ATI RN
ATI RN Comprehensive Exit Exam
1. A nurse is planning care for a client who has a closed head injury and has an intraventricular catheter. Which of the following interventions should the nurse include to reduce the risk for infection?
- A. Keep the head of the bed elevated to 30 degrees.
- B. Administer IV antibiotics prophylactically.
- C. Change the catheter insertion site every 24 hours.
- D. Monitor the insertion site for redness.
Correct answer: D
Rationale: The correct answer is to monitor the insertion site for redness. This intervention helps detect signs of infection early in clients with intraventricular catheters. Keeping the head of the bed elevated to 30 degrees is important for managing intracranial pressure but does not directly reduce the risk of infection. Administering IV antibiotics prophylactically is not recommended as a routine practice due to the risk of antibiotic resistance and should only be done based on culture results. Changing the catheter insertion site every 24 hours is unnecessary and increases the risk of introducing new pathogens.

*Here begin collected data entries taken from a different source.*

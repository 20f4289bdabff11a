use std::{process, time::Instant};

use clap::Parser as ClapParser;
use shapeheap::{Heap, HeapSettings, MapKind, PropertyKey, Value};

#[derive(ClapParser, Debug)]
#[command(author, version, about = "Fill one object with keys and check it", long_about = None)]
struct Cli {
    /// Number of keys to insert
    #[arg(long, default_value_t = 100_000)]
    keys: u32,

    /// Start from dense storage
    #[arg(long, help = "Start with a dense object")]
    dense: bool,

    /// Use interned names instead of integer keys
    #[arg(long, help = "Insert name keys (forces keyed storage)")]
    names: bool,

    #[arg(long, default_value_t = 8, help = "Initial linear probe budget")]
    max_probes: usize,

    #[arg(long, default_value_t = 65_536, help = "Largest dense index")]
    dense_index_limit: usize,
}

fn main() {
    env_logger::init();
    let cli = Cli::parse();

    let settings = HeapSettings {
        max_probes: cli.max_probes,
        dense_index_limit: cli.dense_index_limit,
        ..Default::default()
    };
    let mut heap = match Heap::try_new(settings) {
        Ok(heap) => heap,
        Err(err) => {
            eprintln!("Error: {err}");
            process::exit(1);
        }
    };

    let object = if cli.dense {
        heap.new_dense_object(None)
    } else {
        heap.new_object(None)
    };
    let keys: Vec<PropertyKey> = (0..cli.keys)
        .map(|n| {
            if cli.names {
                PropertyKey::Name(heap.intern(&format!("key{n}")))
            } else {
                PropertyKey::from(n)
            }
        })
        .collect();

    let start = Instant::now();
    for (n, &key) in keys.iter().enumerate() {
        object.set(&mut heap, key, Value::from_i64(n as i64));
    }
    let inserted = start.elapsed();

    let start = Instant::now();
    let mismatches = keys
        .iter()
        .enumerate()
        .filter(|&(n, &key)| object.get(&mut heap, key) != Value::from_i64(n as i64))
        .count();
    let looked_up = start.elapsed();

    let header = *heap.object(object);
    let kind: MapKind = heap.map(header.map()).kind();
    let stats = heap.stats();
    println!("keys:        {}", keys.len());
    println!("storage:     {}", if header.is_dense() { "dense" } else { "keyed" });
    println!("map kind:    {kind:?}");
    println!("capacity:    {}", object.capacity(&heap));
    println!("probes:      {}", header.probe_budget());
    println!("grows:       {}", stats.grows);
    println!("dense→keyed: {}", stats.dense_to_keyed);
    println!("transitions: {}", stats.shape_transitions);
    println!("insert:      {inserted:?}");
    println!("lookup:      {looked_up:?}");

    if mismatches > 0 {
        eprintln!("Error: {mismatches} keys read back wrong");
        process::exit(1);
    }
}
use bitflags::bitflags;

use crate::{Value, Visitable, Visitor};

bitflags! {
    #[derive(Debug, Clone, Copy, PartialEq, Eq, Hash)]
    pub struct PairAttributes: u8 {
        const ENUMERABLE = 1 << 0;
    }
}

/// A getter/setter pair stored as a property value.
///
/// Either half may be any value. Only function values are ever invoked; a
/// missing getter reads as undefined and a missing setter ignores writes.
#[derive(Debug, Clone, Copy, PartialEq, Eq)]
pub struct AccessorPair {
    getter: Value,
    setter: Value,
    attributes: PairAttributes,
}

impl AccessorPair {
    pub const GETTER_OFFSET: usize = 8;
    pub const SETTER_OFFSET: usize = 16;

    pub fn new(getter: Value, setter: Value, attributes: PairAttributes) -> Self {
        Self {
            getter,
            setter,
            attributes,
        }
    }

    #[inline]
    pub fn getter(&self) -> Value {
        self.getter
    }

    #[inline]
    pub fn setter(&self) -> Value {
        self.setter
    }

    #[inline]
    pub fn attributes(&self) -> PairAttributes {
        self.attributes
    }

    #[inline]
    pub fn is_enumerable(&self) -> bool {
        self.attributes.contains(PairAttributes::ENUMERABLE)
    }
}

impl Visitable for AccessorPair {
    fn visit_edges(&self, holder: Value, visitor: &mut impl Visitor) {
        visitor.visit(holder, Self::GETTER_OFFSET, "getter", self.getter);
        visitor.visit(holder, Self::SETTER_OFFSET, "setter", self.setter);
    }
}
use std::{rc::Rc, sync::Arc};

use crate::{Heap, Value};

/// Native code behind a [`Function`]: `(heap, receiver, args) -> result`.
pub type NativeFn = dyn Fn(&mut Heap, Value, &[Value]) -> Value;

/// A callable heap cell.
pub struct Function {
    name: Arc<str>,
    body: Rc<NativeFn>,
}

impl Function {
    pub(crate) fn new(name: &str, body: Rc<NativeFn>) -> Self {
        Self {
            name: name.into(),
            body,
        }
    }

    #[inline]
    pub fn name(&self) -> Arc<str> {
        self.name.clone()
    }

    /// The body, detached from the heap so it can be called with `&mut Heap`.
    #[inline]
    pub fn body(&self) -> Rc<NativeFn> {
        self.body.clone()
    }
}

impl core::fmt::Debug for Function {
    fn fmt(&self, f: &mut core::fmt::Formatter<'_>) -> core::fmt::Result {
        f.debug_struct("Function").field("name", &self.name).finish()
    }
}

2. What is the initial action for a healthcare provider when a patient presents with shortness of breath?
- A. Administer oxygen
- B. Reposition the patient
- C. Check for abnormal breath sounds
- D. Check oxygen saturation
Correct answer: A
Rationale: Administering oxygen is the initial action for a healthcare provider when a patient presents with shortness of breath because it helps alleviate the patient's symptoms by improving oxygenation. Providing oxygen takes precedence over other actions such as repositioning the patient, checking for abnormal breath sounds, or assessing oxygen saturation. While these actions are important, ensuring the patient has an adequate oxygen supply is crucial in the initial management of shortness of breath.
3. A nurse is caring for a client who has an indwelling urinary catheter. Which of the following interventions should the nurse implement to prevent catheter-associated infections?
- A. Change the catheter every 24 hours
- B. Ensure the drainage bag is positioned above the bladder
- C. Perform routine irrigation of the catheter
- D. Empty the drainage bag every 4 hours
Correct answer: B
Rationale: The correct answer is to ensure the drainage bag is positioned above the bladder. This positioning prevents urine reflux into the bladder, reducing the risk of catheter-associated infections. Changing the catheter too frequently (Choice A) can actually increase the risk of infection by introducing pathogens. Performing routine catheter irrigation (Choice C) is no longer recommended as it can increase the risk of infection by introducing bacteria. Emptying the drainage bag every 4 hours (Choice D) is a standard practice to prevent urinary stasis but is not directly related to preventing catheter-associated infections.
4. A charge nurse is preparing to lead negotiations among nursing staff due to conflict about overtime requirements. Which of the following strategies should the nurse use to promote effective negotiation?
- A. Identify solutions prior to the negotiation.
- B. Focus on how to resolve the conflict.
- C. Attempt to understand both sides of the issue.
- D. Avoid personalizing the conflict.
Correct answer: C
Rationale: In negotiating conflicts, it is crucial to attempt to understand both sides of the issue. This strategy helps the charge nurse gain insights into the perspectives and concerns of all parties involved, facilitating a more effective negotiation process. Choice A is not ideal as identifying solutions prior to negotiation may overlook important viewpoints or needs. Choice B is vague and does not provide a specific action plan for resolving the conflict. Choice D is incorrect as personalizing the conflict can lead to biased decision-making and hinder the negotiation process.
5. A client has a new prescription for furosemide. Which of the following instructions should the nurse include?
- A. Avoid consuming dairy products.
- B. Increase your intake of potassium-rich foods.
- C. Limit fluid intake to prevent dehydration.
- D. Take the medication at bedtime.
Correct answer: B
Rationale: The correct answer is to instruct the client to increase their intake of potassium-rich foods when taking furosemide. Furosemide is a loop diuretic that can cause potassium loss, so consuming potassium-rich foods like bananas and oranges can help maintain adequate potassium levels. Choice A is incorrect because there is no need to avoid consuming dairy products. Choice C is incorrect because while fluid intake may need to be monitored, the general instruction is not to limit fluids to prevent dehydration. Choice D is incorrect because furosemide is usually best taken during the day to avoid disrupting sleep with frequent urination.